JAKARTA - Mahkamah Konstitusi (MK) memutuskan pemeriksaan anggota DPR yang diduga melakukan tindak pidana tidak harus mendapatkan persetujuan tertulis dari Mahkamah Kehormatan Dewan (MKD) yang diatur dalam pasal 245 ayat satu.
Ketentuan itu diubah dalam uji perkara uji materiil Undang-Undang (UU) Nomor 17 Tahun 2014 tentang MPR, DPR, DPD dan DPRD (MD3) dimana penegak hukum bisa memeriksa anggota DPR yang diduga melakukan tindak pidana berdasarkan izin tertulis dari presiden.
Putusan ini bertentangan dengan yang dimohonkan para pemohon yakni Perkumpulan Masyarakat Pembaharuan Peradilan Pidana, Febi Yonesta yang menginginkan aturan dalam pemeriksaan anggota DPR tidak perlu mendapatkan izin MKD. Kendati demikian MK memutuskan lebih dari itu, yakni izin harus diterbitkan Presiden.
Ketua MK Arief Hidayat mengatakan frasa persetujuan tertulis pada Pasal 245 ayat 1 Undang-Undang Nomor 17 Tahun 2014 Tentang MD3 bertentangan dengan UUD 1945 dan tidak mempunyai kekuatan hukum sepanjang tidak dimaknai persetujuan presiden.

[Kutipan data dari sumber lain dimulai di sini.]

//! Action envelopes exchanged with Head Honcho
//!
//! Every frame on the WebSocket is a JSON object with a top-level `action`
//! string. Outbound and inbound envelopes are separate closed enums so the
//! router can match exhaustively on what the backend is allowed to send.
//!
//! ```text
//! client ── AI_QUERY / PTY_INPUT / EXECUTE_SCRIPT / CREATE_SNAPSHOT / GET_SYSTEM_STATE ──▶ backend
//! client ◀── AI_RESPONSE / PTY_OUTPUT / EXECUTION_* / SNAPSHOT_* / SYSTEM_STATE_RESPONSE ── backend
//! ```

use serde::{Deserialize, Serialize};
use serde_json::{Map, Value};
use thiserror::Error;

use crate::config::SecurityLevel;

/// Envelope sent from the control panel to the backend
#[derive(Debug, Clone, PartialEq, Serialize)]
#[serde(tag = "action", rename_all = "SCREAMING_SNAKE_CASE")]
pub enum Outbound {
    /// Chat query answered by the backend's model
    AiQuery {
        context: String,
        message: String,
        guardian_mode: SecurityLevel,
    },
    /// Raw keystrokes for the remote PTY
    PtyInput { data: String },
    /// Script body to run remotely
    ExecuteScript { script: String },
    /// Persist the remote workspace to its sync target
    CreateSnapshot,
    /// Ask for a full internal-state record
    GetSystemState,
}

impl Outbound {
    /// The wire `action` tag
    pub fn action(&self) -> &'static str {
        match self {
            Outbound::AiQuery { .. } => "AI_QUERY",
            Outbound::PtyInput { .. } => "PTY_INPUT",
            Outbound::ExecuteScript { .. } => "EXECUTE_SCRIPT",
            Outbound::CreateSnapshot => "CREATE_SNAPSHOT",
            Outbound::GetSystemState => "GET_SYSTEM_STATE",
        }
    }

    /// Serialize to a text frame
    pub fn encode(&self) -> crate::Result<String> {
        Ok(serde_json::to_string(self)?)
    }
}

/// Envelope received from the backend
#[derive(Debug, Clone, PartialEq, Deserialize)]
#[serde(tag = "action", rename_all = "SCREAMING_SNAKE_CASE")]
pub enum Inbound {
    /// Reply to an `AI_QUERY`
    AiResponse { response: String },
    /// Raw output chunk from the remote PTY
    PtyOutput { data: String },
    /// A script started running
    ExecutionStart,
    /// One line of script output
    ExecutionOutput {
        line: String,
        #[serde(default)]
        stream: Option<OutputStream>,
    },
    /// The script exited
    ExecutionEnd {
        #[serde(default)]
        exit_code: Option<i32>,
    },
    /// The backend began a workspace snapshot
    SnapshotStart,
    /// Progress line for the running snapshot
    SnapshotLog { line: String },
    /// The snapshot finished
    SnapshotEnd {
        success: bool,
        #[serde(default)]
        error: Option<String>,
    },
    /// Full internal-state record
    SystemStateResponse { state: Map<String, Value> },
    /// Untagged `{"error": "..."}` frame the backend sends when one of its
    /// handlers fails or it does not recognize our action.
    #[serde(skip)]
    RemoteError { error: String },
}

impl Inbound {
    /// Tags accepted by [`decode`]
    pub const ACTIONS: &'static [&'static str] = &[
        "AI_RESPONSE",
        "PTY_OUTPUT",
        "EXECUTION_START",
        "EXECUTION_OUTPUT",
        "EXECUTION_END",
        "SNAPSHOT_START",
        "SNAPSHOT_LOG",
        "SNAPSHOT_END",
        "SYSTEM_STATE_RESPONSE",
    ];
}

/// Why an inbound frame could not be turned into an [`Inbound`]
#[derive(Error, Debug)]
pub enum DecodeError {
    #[error("invalid JSON: {0}")]
    Json(#[from] serde_json::Error),

    #[error("message has no action tag")]
    MissingAction,

    #[error("unknown action '{0}'")]
    UnknownAction(String),

    #[error("malformed {action} message: {source}")]
    InvalidFields {
        action: String,
        #[source]
        source: serde_json::Error,
    },
}

/// Parse one inbound text frame.
pub fn decode(raw: &str) -> Result<Inbound, DecodeError> {
    let value: Value = serde_json::from_str(raw)?;

    let action = match value.get("action") {
        Some(Value::String(action)) => action.clone(),
        Some(_) => return Err(DecodeError::MissingAction),
        None => {
            return match value.get("error") {
                Some(Value::String(error)) => Ok(Inbound::RemoteError {
                    error: error.clone(),
                }),
                _ => Err(DecodeError::MissingAction),
            };
        }
    };

    if !Inbound::ACTIONS.contains(&action.as_str()) {
        return Err(DecodeError::UnknownAction(action));
    }

    serde_json::from_value(value).map_err(|source| DecodeError::InvalidFields { action, source })
}

/// Which stream a line of script output came from
#[derive(Debug, Clone, Copy, PartialEq, Eq, Serialize, Deserialize)]
#[serde(rename_all = "lowercase")]
pub enum OutputStream {
    Stdout,
    Stderr,
}

impl OutputStream {
    pub fn label(&self) -> &'static str {
        match self {
            OutputStream::Stdout => "stdout",
            OutputStream::Stderr => "stderr",
        }
    }
}

/// Split a backend output line of the form `[stderr] text` into its label
/// and text. Lines without a recognized label are treated as stdout.
pub fn split_labeled_line(line: &str) -> (OutputStream, &str) {
    for stream in [OutputStream::Stdout, OutputStream::Stderr] {
        let tag = match stream {
            OutputStream::Stdout => "[stdout]",
            OutputStream::Stderr => "[stderr]",
        };
        if let Some(rest) = line.strip_prefix(tag) {
            return (stream, rest.strip_prefix(' ').unwrap_or(rest));
        }
    }
    (OutputStream::Stdout, line)
}
//! Key translation for the remote PTY.

use crossterm::event::{KeyCode, KeyEvent, KeyModifiers};

/// Translate one key press into the characters a terminal would send.
///
/// Returns `None` for keys that have no terminal encoding.
pub fn key_to_chunk(key: &KeyEvent) -> Option<String> {
    let chunk = match key.code {
        KeyCode::Char(c) if key.modifiers.contains(KeyModifiers::CONTROL) => {
            let c = c.to_ascii_lowercase();
            if !c.is_ascii_lowercase() {
                return None;
            }
            ((c as u8 - b'a' + 1) as char).to_string()
        }
        KeyCode::Char(c) if key.modifiers.contains(KeyModifiers::ALT) => format!("\x1b{}", c),
        KeyCode::Char(c) => c.to_string(),
        KeyCode::Enter => "\r".to_string(),
        KeyCode::Tab => "\t".to_string(),
        KeyCode::BackTab => "\x1b[Z".to_string(),
        KeyCode::Backspace => "\x7f".to_string(),
        KeyCode::Esc => "\x1b".to_string(),
        KeyCode::Up => "\x1b[A".to_string(),
        KeyCode::Down => "\x1b[B".to_string(),
        KeyCode::Right => "\x1b[C".to_string(),
        KeyCode::Left => "\x1b[D".to_string(),
        KeyCode::Home => "\x1b[H".to_string(),
        KeyCode::End => "\x1b[F".to_string(),
        KeyCode::PageUp => "\x1b[5~".to_string(),
        KeyCode::PageDown => "\x1b[6~".to_string(),
        KeyCode::Insert => "\x1b[2~".to_string(),
        KeyCode::Delete => "\x1b[3~".to_string(),
        _ => return None,
    };
    Some(chunk)
}

#[cfg(test)]
mod tests {
    use super::*;

    fn key(code: KeyCode, modifiers: KeyModifiers) -> KeyEvent {
        KeyEvent::new(code, modifiers)
    }

    #[test]
    fn test_plain_characters_pass_through() {
        assert_eq!(
            key_to_chunk(&key(KeyCode::Char('é'), KeyModifiers::NONE)).as_deref(),
            Some("é")
        );
        assert_eq!(
            key_to_chunk(&key(KeyCode::Char('L'), KeyModifiers::SHIFT)).as_deref(),
            Some("L")
        );
    }

    #[test]
    fn test_control_keys() {
        assert_eq!(
            key_to_chunk(&key(KeyCode::Char('c'), KeyModifiers::CONTROL)).as_deref(),
            Some("\x03")
        );
        assert_eq!(
            key_to_chunk(&key(KeyCode::Char('D'), KeyModifiers::CONTROL)).as_deref(),
            Some("\x04")
        );
        assert_eq!(
            key_to_chunk(&key(KeyCode::Char('1'), KeyModifiers::CONTROL)),
            None
        );
    }

    #[test]
    fn test_special_keys() {
        assert_eq!(
            key_to_chunk(&key(KeyCode::Enter, KeyModifiers::NONE)).as_deref(),
            Some("\r")
        );
        assert_eq!(
            key_to_chunk(&key(KeyCode::Up, KeyModifiers::NONE)).as_deref(),
            Some("\x1b[A")
        );
        assert_eq!(key_to_chunk(&key(KeyCode::F(5), KeyModifiers::NONE)), None);
    }
}
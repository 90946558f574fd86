//! # Domain Identity Newtypes
//!
//! Newtype wrappers for the identifiers of the four record kinds. They
//! serialize as bare hyphenated UUID strings.

use std::fmt;
use std::str::FromStr;

use serde::{Deserialize, Serialize};
use uuid::Uuid;

use crate::error::CoreError;

macro_rules! uuid_identifier {
    ($(#[$meta:meta])* $name:ident) => {
        $(#[$meta])*
        #[derive(Debug, Clone, Copy, PartialEq, Eq, PartialOrd, Ord, Hash, Serialize, Deserialize)]
        #[serde(transparent)]
        pub struct $name(pub Uuid);

        impl $name {
            /// Generate a new random (v4) identifier.
            pub fn new() -> Self {
                Self(Uuid::new_v4())
            }

            pub fn from_uuid(id: Uuid) -> Self {
                Self(id)
            }

            /// Access the inner UUID.
            pub fn as_uuid(&self) -> &Uuid {
                &self.0
            }

            /// Parse a hyphenated UUID string.
            pub fn parse(s: &str) -> Result<Self, CoreError> {
                Uuid::parse_str(s.trim())
                    .map(Self)
                    .map_err(|_| CoreError::InvalidUuid(s.to_string()))
            }
        }

        impl Default for $name {
            fn default() -> Self {
                Self::new()
            }
        }

        impl FromStr for $name {
            type Err = CoreError;

            fn from_str(s: &str) -> Result<Self, Self::Err> {
                Self::parse(s)
            }
        }

        impl fmt::Display for $name {
            fn fmt(&self, f: &mut fmt::Formatter<'_>) -> fmt::Result {
                write!(f, "{}", self.0)
            }
        }

        impl From<Uuid> for $name {
            fn from(id: Uuid) -> Self {
                Self(id)
            }
        }
    };
}

uuid_identifier!(
    /// Identifier of a registered gym member.
    MemberId
);
uuid_identifier!(
    /// Identifier of a catalog plan.
    PlanId
);
uuid_identifier!(
    /// Identifier of a membership binding a member to a plan.
    MembershipId
);
uuid_identifier!(
    /// Identifier of a single check-in event.
    CheckInId
);
//! # Seed CLI: Provision the default plan catalog.
//!
//! Plans are matched by name. Existing plans are left untouched, so the
//! command can be re-run safely after the catalog grows.

use anyhow::Result;
use chrono::Utc;
use clap::Args;

use gym_api::services::plans::{default_catalog, seed_catalog, SeedReport};

/// Seed subcommand arguments.
#[derive(Args, Debug)]
pub struct SeedArgs {
    /// Report what would be inserted without writing.
    #[arg(long)]
    pub dry_run: bool,
}

/// Execute the seed subcommand.
pub async fn run_seed(args: &SeedArgs) -> Result<u8> {
    let db = crate::open_database(true).await?;
    let report = seed_catalog(&db, default_catalog(), Utc::now(), args.dry_run).await?;
    print!("{}", render_report(&report, args.dry_run));
    Ok(0)
}

fn render_report(report: &SeedReport, dry_run: bool) -> String {
    let verb = if dry_run { "Would insert" } else { "Inserted" };
    let mut out = String::new();
    for name in &report.inserted {
        out.push_str(&format!("  + {name}\n"));
    }
    for name in &report.skipped {
        out.push_str(&format!("  = {name} (exists)\n"));
    }
    out.push_str(&format!(
        "{verb} {} plan(s), skipped {}.\n",
        report.inserted.len(),
        report.skipped.len()
    ));
    out
}
//! # Expire CLI: Membership expiry sweep.
//!
//! Active memberships stay active past their end date until this sweep
//! runs. A membership is valid through its end date inclusive, so the
//! sweep only touches rows with `end_date < as_of`.
//!
//! Intended to be scheduled daily (cron, Kubernetes CronJob).

use anyhow::Result;
use chrono::Utc;
use clap::Args;

use gym_api::services::memberships::{count_lapsed, expire_lapsed};
use gym_core::CalendarDate;

/// Expire subcommand arguments.
#[derive(Args, Debug)]
pub struct ExpireArgs {
    /// Reference date (YYYY-MM-DD). Defaults to today in UTC.
    #[arg(long)]
    pub as_of: Option<CalendarDate>,

    /// Count lapsed memberships without transitioning them.
    #[arg(long)]
    pub dry_run: bool,
}

/// Execute the expire subcommand.
pub async fn run_expire(args: &ExpireArgs) -> Result<u8> {
    let as_of = args.as_of.unwrap_or_else(CalendarDate::today_utc);
    let db = crate::open_database(true).await?;

    if args.dry_run {
        let lapsed = count_lapsed(&db, as_of).await?;
        println!("{lapsed} membership(s) would expire as of {as_of}.");
        return Ok(0);
    }

    let expired = expire_lapsed(&db, as_of, Utc::now()).await?;
    println!("Expired {expired} membership(s) as of {as_of}.");
    Ok(0)
}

"Pasal 245 ayat 1, selengkapnya menjadi pemanggilan dan permintaan keterangan tertulis untuk penyidikan terhadap anggota DPR yang melakukan tindak pidana harus mendapat persetujuan tertulis dari presiden," terang Arief pada saat sidang di MK Jalan Medan Merdeka Barat, Selasa (22/9/2015).
Hakim MK, Wahiduddin Adams mengatakan, pemberian izin pemanggilan anggota dewan dari MKD tidak tepat. Wahiduddin menekankan MKD adalah bagian dari alat kelengkapan dewan dan tidak berhubungan langsung dengan sistem peradilan pidana.
Mahkamah juga berpendapat pemberian izin dari MKD sangat sarat kan kepentingan. Sebab lanjut Wahiduddin, anggota MKD merupakan bagian dari anggota dewan itu sendiri. Selain itu, kata Wahiduddin, putusan ini sebagai bentuk fungsi dan upaya membenarkan mekanisme check and balances antara legislatif dan eksekutif. "Sehingga mahkamah (MK) berpendapat izin tertulis seharusnya berasal dari presiden, bukan dari mahkamah kehormatan dewan," kata Wahiduddin
Mahkamah menilai, dengan putusan ini, anggota dewan yang dipanggil atau dimintai keterangan bisa tetap melaksanakan fungsi dan kewenangannya sebagai anggota DPR. Mahkamah juga berpendapat persetujuan dari presiden harus diterbitkan dalam waktu singkat.
Tidak hanya anggota DPR, MK dalam putusannya juga memberlakukan terhadap anggota MPR dan DPD. Sementara itu, untuk pemanggilan anggota DPRD Provinsi yang diduga berkaitan dengan proses hukum harus mendapat persetujuan dari Mendagri. Adapun anggota DPRD Kabupaten harus mendapat izin Gubernur.